A Publication
of Reliable Methods
for the Preparation
of Organic Compounds
Annual Volume
Org. Synth. 1990, 69, 1
DOI: 10.15227/orgsyn.069.0001
[Cyclohexanol, 2-phenyl-, (1R-trans)- and cyclohexanol, 2-phenyl-, (1S-trans)-]
Submitted by A. Schwartz1, P. Madan1, J. K. Whitesell2, and R. M. Lawrence2.
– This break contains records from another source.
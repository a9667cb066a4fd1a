use crate::{
    enums::{AxisCode, SortBy},
    error::Error,
    geometry::Orientation,
    volume::VolumeBuffer,
};

use dicom::{
    object::{FileDicomObject, InMemDicomObject, open_file},
    pixeldata::{ConvertOptions, PixelDecoder, VoiLutOption},
};
use dicom_dictionary_std::tags;
use ndarray::{Array2, Array3, s};
use std::{fs, path::Path};
use thiserror::Error;

#[derive(Debug, Error)]
pub enum VolumeLoaderError {
    #[error("No valid DICOM images found")]
    NoValidImages,

    #[error("Inconsistent image dimensions")]
    InconsistentDimensions,

    #[error("Missing spacing information")]
    MissingSpacing,

    #[error("Only axial series are supported, got image orientation {0:?}")]
    NotAxial(Vec<f32>),

    #[error("IO error: {0}")]
    Io(#[from] std::io::Error),

    #[error("DICOM error: {0}")]
    Dicom(#[from] dicom::object::ReadError),

    #[error(transparent)]
    Volume(#[from] Error),
}

/// One decoded image plus what is needed to place it in the stack.
struct DecodedSlice {
    order: Option<f32>,
    /// ImagePositionPatient, LPS.
    position: Option<[f32; 3]>,
    image: Array2<f32>,
}

pub struct VolumeLoader;

impl VolumeLoader {
    /// Load a volume from DICOM objects
    ///
    /// Pixel values go through the modality LUT (rescale slope/intercept)
    /// but not through any VOI LUT, so windowing stays up to the layer's
    /// transfer function. Axis codes and origin come from
    /// ImageOrientationPatient and ImagePositionPatient.
    ///
    /// # Errors
    ///
    /// Returns error if no valid images found, dimensions are inconsistent,
    /// spacing is missing or the series is not axial.
    pub fn load_from_dicom_objects(
        dicom_objects: &[FileDicomObject<InMemDicomObject>],
        sort_by: SortBy,
    ) -> Result<VolumeBuffer, VolumeLoaderError> {
        let mut slices: Vec<_> = dicom_objects
            .iter()
            .filter_map(|dicom_object| Self::decode_slice(dicom_object, &sort_by))
            .collect();

        if slices.is_empty() {
            return Err(VolumeLoaderError::NoValidImages);
        }

        Self::sort_slices(&mut slices, &sort_by);
        Self::validate_dimensions(&slices)?;

        let datasets: Vec<&InMemDicomObject> = dicom_objects.iter().map(|object| &**object).collect();
        let [row_code, column_code] = Self::in_plane_codes(&datasets)?;
        let (slice_code, origin) = Self::placement(&slices);
        let orientation = Orientation::new([row_code, column_code, slice_code])?;
        let spacing = Self::get_spacing(&datasets, &slices).ok_or(VolumeLoaderError::MissingSpacing)?;

        let volume_array = Self::build_volume_array(&slices);
        let (depth, height, width) = volume_array.dim();
        log::info!(
            "loaded {depth} slices of {width}x{height} ({orientation}, spacing {spacing:?})"
        );

        Ok(VolumeBuffer::from_array(volume_array, spacing, orientation)?.with_origin(origin))
    }

    /// Load a volume from file paths
    pub fn load_from_file_paths(
        paths: &[impl AsRef<Path>],
        sort_by: SortBy,
    ) -> Result<VolumeBuffer, VolumeLoaderError> {
        let objects: Result<Vec<_>, _> =
            paths.iter().map(|path| open_file(path.as_ref())).collect();

        Self::load_from_dicom_objects(&objects?, sort_by)
    }

    /// Load a volume from a directory containing .dcm files
    pub fn load_from_directory(
        path: impl AsRef<Path>,
        sort_by: SortBy,
    ) -> Result<VolumeBuffer, VolumeLoaderError> {
        let paths: Vec<_> = fs::read_dir(path.as_ref())?
            .filter_map(Result::ok)
            .map(|entry| entry.path())
            .filter(|path| {
                path.extension()
                    .and_then(|s| s.to_str())
                    .is_some_and(|ext| ext.eq_ignore_ascii_case("dcm"))
            })
            .collect();

        if paths.is_empty() {
            return Err(VolumeLoaderError::NoValidImages);
        }

        log::info!("reading {} files from {}", paths.len(), path.as_ref().display());
        Self::load_from_file_paths(&paths, sort_by)
    }

    fn decode_slice(
        dicom_object: &FileDicomObject<InMemDicomObject>,
        sort_by: &SortBy,
    ) -> Option<DecodedSlice> {
        let order = Self::get_sort_order(dicom_object, sort_by)?;
        let image = Self::decode_image(dicom_object)?;
        Some(DecodedSlice {
            order,
            position: Self::position(dicom_object),
            image,
        })
    }

    fn get_sort_order(
        dicom_object: &FileDicomObject<InMemDicomObject>,
        sort_by: &SortBy,
    ) -> Option<Option<f32>> {
        match sort_by {
            SortBy::ImagePositionPatient => Some(Some(Self::position(dicom_object)?[2])),
            SortBy::TablePosition => {
                let pos = dicom_object
                    .element(tags::TABLE_POSITION)
                    .ok()?
                    .to_float32()
                    .ok();
                Some(pos)
            }
            SortBy::InstanceNumber => {
                let num = dicom_object
                    .element(tags::INSTANCE_NUMBER)
                    .ok()?
                    .to_int::<i32>()
                    .ok()
                    .map(|n| n as f32);
                Some(num)
            }
            SortBy::None => Some(Some(0.0)),
        }
    }

    fn position(dicom_object: &InMemDicomObject) -> Option<[f32; 3]> {
        let pos = dicom_object
            .element(tags::IMAGE_POSITION_PATIENT)
            .ok()?
            .to_multi_float32()
            .ok()?;
        (pos.len() == 3).then(|| [pos[0], pos[1], pos[2]])
    }

    fn decode_image(dicom_object: &FileDicomObject<InMemDicomObject>) -> Option<Array2<f32>> {
        let pixel_data = dicom_object.decode_pixel_data().ok()?;
        let options = ConvertOptions::new().with_voi_lut(VoiLutOption::Identity);
        pixel_data
            .to_ndarray_with_options::<f32>(&options)
            .ok()
            .map(|arr| arr.slice_move(s![0, .., .., 0]))
    }

    fn sort_slices(slices: &mut [DecodedSlice], sort_by: &SortBy) {
        if !matches!(sort_by, SortBy::None) {
            slices.sort_by(|a, b| a.order.partial_cmp(&b.order).unwrap_or(std::cmp::Ordering::Equal));
        }
    }

    fn validate_dimensions(slices: &[DecodedSlice]) -> Result<(), VolumeLoaderError> {
        let first_dim = slices[0].image.dim();
        if slices.iter().any(|slice| slice.image.dim() != first_dim) {
            return Err(VolumeLoaderError::InconsistentDimensions);
        }
        Ok(())
    }

    /// Axis codes of the column and row directions. DICOM patient space is
    /// LPS, so a cosine of +1 along x points Left.
    fn in_plane_codes(
        dicom_objects: &[&InMemDicomObject],
    ) -> Result<[AxisCode; 2], VolumeLoaderError> {
        let cosines = dicom_objects.iter().find_map(|dicom_object| {
            dicom_object
                .element(tags::IMAGE_ORIENTATION_PATIENT)
                .ok()?
                .to_multi_float32()
                .ok()
                .filter(|c| c.len() == 6)
        });
        let Some(cosines) = cosines else {
            log::warn!("no ImageOrientationPatient, assuming LPS rows and columns");
            return Ok([AxisCode::L, AxisCode::P]);
        };

        let dominant = |v: &[f32]| {
            let (axis, value) = v
                .iter()
                .enumerate()
                .fold((0, 0.0_f32), |best, (i, &c)| if c.abs() > best.1.abs() { (i, c) } else { best });
            (axis, value >= 0.0)
        };
        match (dominant(&cosines[..3]), dominant(&cosines[3..])) {
            ((0, toward_left), (1, toward_posterior)) => Ok([
                if toward_left { AxisCode::L } else { AxisCode::R },
                if toward_posterior { AxisCode::P } else { AxisCode::A },
            ]),
            _ => Err(VolumeLoaderError::NotAxial(cosines)),
        }
    }

    /// Slice-axis code and RAS origin, from the positions of the first and
    /// last slice in stack order.
    fn placement(slices: &[DecodedSlice]) -> (AxisCode, [f32; 3]) {
        let (Some(first), Some(last)) = (slices[0].position, slices[slices.len() - 1].position) else {
            log::warn!("no ImagePositionPatient, placing the volume at the origin");
            return (AxisCode::S, [0.0; 3]);
        };
        let code = if last[2] < first[2] { AxisCode::I } else { AxisCode::S };
        (code, [-first[0], -first[1], first[2]])
    }

    /// (x, y, z) spacing. In-plane from PixelSpacing (row spacing first),
    /// through-plane from slice positions, else SliceThickness.
    fn get_spacing(
        dicom_objects: &[&InMemDicomObject],
        slices: &[DecodedSlice],
    ) -> Option<[f32; 3]> {
        let pixel_spacing = dicom_objects.iter().find_map(|dicom_object| {
            dicom_object
                .element(tags::PIXEL_SPACING)
                .ok()?
                .to_multi_float32()
                .ok()
                .filter(|s| s.len() == 2)
        })?;

        let from_positions = match (slices[0].position, slices[slices.len() - 1].position) {
            (Some(first), Some(last)) if slices.len() > 1 => {
                Some((last[2] - first[2]).abs() / (slices.len() - 1) as f32).filter(|s| *s > 0.0)
            }
            _ => None,
        };
        let slice_spacing = from_positions.or_else(|| {
            dicom_objects.iter().find_map(|dicom_object| {
                dicom_object
                    .element(tags::SLICE_THICKNESS)
                    .ok()?
                    .to_float32()
                    .ok()
            })
        })?;

        Some([pixel_spacing[1], pixel_spacing[0], slice_spacing])
    }

    fn build_volume_array(slices: &[DecodedSlice]) -> Array3<f32> {
        let (height, width) = slices[0].image.dim();
        let depth = slices.len();
        let mut volume = Array3::<f32>::zeros((depth, height, width));

        for (i, slice) in slices.iter().enumerate() {
            volume.slice_mut(s![i, .., ..]).assign(&slice.image);
        }

        volume
    }
}
use std::sync::OnceLock;

use ndarray::{Array3, Array4, ArrayView2, Axis, s};
use rayon::prelude::*;

use crate::enums::{DisplayConvention, ViewDirection};
use crate::error::{Error, Result};
use crate::geometry::{Orientation, VolumeGeometry};

/// An immutable, already-decoded volume.
///
/// Voxels are stored as `(nz, ny, nx, channels)`, i.e. a flat input array is
/// read with x varying fastest and channels interleaved per voxel. The value
/// range is computed on first access and cached; a new buffer replaces an old
/// one instead of being edited in place, so the cache can never go stale.
#[derive(Debug)]
pub struct VolumeBuffer {
    data: Array4<f32>,
    geometry: VolumeGeometry,
    range: OnceLock<(f32, f32)>,
}

impl VolumeBuffer {
    /// Single-channel volume from a flat array of `nx * ny * nz` values.
    pub fn new(
        data: Vec<f32>,
        dims: [usize; 3],
        spacing: [f32; 3],
        orientation: Orientation,
    ) -> Result<Self> {
        Self::with_channels(data, dims, 1, spacing, orientation)
    }

    pub fn with_channels(
        data: Vec<f32>,
        dims: [usize; 3],
        channels: usize,
        spacing: [f32; 3],
        orientation: Orientation,
    ) -> Result<Self> {
        let geometry = VolumeGeometry::new(dims, spacing, orientation)?;
        Self::from_flat(data, geometry, channels)
    }

    /// Volume with an explicit physical placement.
    pub fn from_flat(data: Vec<f32>, geometry: VolumeGeometry, channels: usize) -> Result<Self> {
        let [nx, ny, nz] = geometry.dims;
        let actual = data.len();
        let expected = [nx, ny, nz, channels]
            .into_iter()
            .try_fold(1_usize, usize::checked_mul);
        let expected = match expected {
            Some(expected) if expected == actual && expected != 0 => expected,
            _ => {
                return Err(Error::ShapeMismatch {
                    dims: geometry.dims,
                    channels,
                    expected: expected.unwrap_or(usize::MAX),
                    actual,
                });
            }
        };
        let data = Array4::from_shape_vec((nz, ny, nx, channels), data).map_err(|_| {
            Error::ShapeMismatch {
                dims: geometry.dims,
                channels,
                expected,
                actual,
            }
        })?;
        Ok(Self {
            data,
            geometry,
            range: OnceLock::new(),
        })
    }

    /// Single-channel volume from an array shaped `(depth, height, width)`,
    /// the layout slice-stacking loaders produce.
    pub fn from_array(
        data: Array3<f32>,
        spacing: [f32; 3],
        orientation: Orientation,
    ) -> Result<Self> {
        let (nz, ny, nx) = data.dim();
        let geometry = VolumeGeometry::new([nx, ny, nz], spacing, orientation)?;
        if data.is_empty() {
            return Err(Error::ShapeMismatch {
                dims: geometry.dims,
                channels: 1,
                expected: 0,
                actual: 0,
            });
        }
        Ok(Self {
            data: data.insert_axis(Axis(3)),
            geometry,
            range: OnceLock::new(),
        })
    }

    pub fn with_origin(mut self, origin: [f32; 3]) -> Self {
        self.geometry.origin = origin;
        self
    }

    /// (nx, ny, nz)
    pub fn dims(&self) -> [usize; 3] {
        self.geometry.dims
    }

    pub fn channels(&self) -> usize {
        self.data.dim().3
    }

    pub fn spacing(&self) -> [f32; 3] {
        self.geometry.spacing
    }

    pub fn orientation(&self) -> Orientation {
        self.geometry.orientation
    }

    pub fn geometry(&self) -> &VolumeGeometry {
        &self.geometry
    }

    /// Nearest-neighbor read of channel 0.
    pub fn sample(&self, ix: isize, iy: isize, iz: isize) -> Result<f32> {
        self.sample_channel(ix, iy, iz, 0)
    }

    pub fn sample_channel(&self, ix: isize, iy: isize, iz: isize, channel: usize) -> Result<f32> {
        let [x, y, z] = self.geometry.check_index([ix, iy, iz])?;
        self.check_channel(channel)?;
        Ok(self.data[[z, y, x, channel]])
    }

    /// Cached `(min, max)` over all finite values of all channels.
    pub fn value_range(&self) -> (f32, f32) {
        *self.range.get_or_init(|| self.compute_range())
    }

    fn compute_range(&self) -> (f32, f32) {
        let (min, max) = self
            .data
            .par_iter()
            .filter(|v| v.is_finite())
            .fold(
                || (f32::INFINITY, f32::NEG_INFINITY),
                |(lo, hi), &v| (lo.min(v), hi.max(v)),
            )
            .reduce(
                || (f32::INFINITY, f32::NEG_INFINITY),
                |a, b| (a.0.min(b.0), a.1.max(b.1)),
            );
        if min > max { (0.0, 0.0) } else { (min, max) }
    }

    fn check_channel(&self, channel: usize) -> Result<()> {
        let channels = self.channels();
        if channel >= channels {
            return Err(Error::ChannelOutOfRange { channel, channels });
        }
        Ok(())
    }

    /// Cross-section at `index` along `view`, laid out for display: rows top
    /// to bottom, columns left to right, following `convention`.
    pub fn oriented_slice(
        &self,
        view: ViewDirection,
        index: usize,
        channel: usize,
        convention: DisplayConvention,
    ) -> Result<ArrayView2<'_, f32>> {
        self.geometry.check_slice(view, index)?;
        self.check_channel(channel)?;
        // every native cross-section comes out as (v, u)
        let mut slice = match view {
            ViewDirection::Axial => self.data.slice(s![index, .., .., channel]),
            ViewDirection::Coronal => self.data.slice(s![.., index, .., channel]),
            ViewDirection::Sagittal => self.data.slice(s![.., .., index, channel]),
        };
        let plane = self.geometry.plane(view, convention);
        if plane.flip_v {
            slice.invert_axis(Axis(0));
        }
        if plane.flip_u {
            slice.invert_axis(Axis(1));
        }
        Ok(slice)
    }
}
Checked by Robert E. Maleczka, Jr. and Leo A. Paquette.
1. Procedure
A. Racemic trans-2-phenylcyclohexanol. A 3-L, round-bottomed flask equipped with a mechanical stirrer, an addition funnel, a reflux condenser, and a nitrogen inlet is charged with 35.3 g (1.47 g-atom) of magnesium turnings (Note 1) and 170 mL of dry tetrahydrofuran (THF). To this stirred mixture a solution of 155 mL (1.47 mol) of bromobenzene (Note 2) in 250 mL of dry THF is added dropwise over a 1.5-hr period (Note 3) and (Note 4). After the addition of bromobenzene is complete, 1 L of dry THF is added. The solution is cooled to −30°C (dry ice–nitromethane slush bath) and 6.53 g (0.066 mol) of purified (Note 5) copper(I) chloride is added. The resulting mixture is stirred for 10 min, and then a solution of 101 mL (1.0 mol) of cyclohexene oxide (Note 6) in 100 mL of THF is added dropwise over a 1.5-hr period. On completion of the addition, the reaction mixture is allowed to warm to 0°C and stirred for 2 hr, then quenched by adding 500 mL of saturated ammonium sulfate [(NH4)2SO4] solution (aqueous). The layers are separated and the organic layer is washed with 100 mL of saturated (NH4)2SO4 (Note 7). The combined aqueous layers are extracted with ether, the organic layers are combined and dried over anhydrous MgSO4, and the solvent is removed via rotary evaporator to give 175.5 g (99.6% crude) of the desired product as a light-yellow solid. The solid is recrystallized from pentane to give 142.3 g (80%), mp 55.5–57.0°C (lit.3 57–58°C) (Note 8).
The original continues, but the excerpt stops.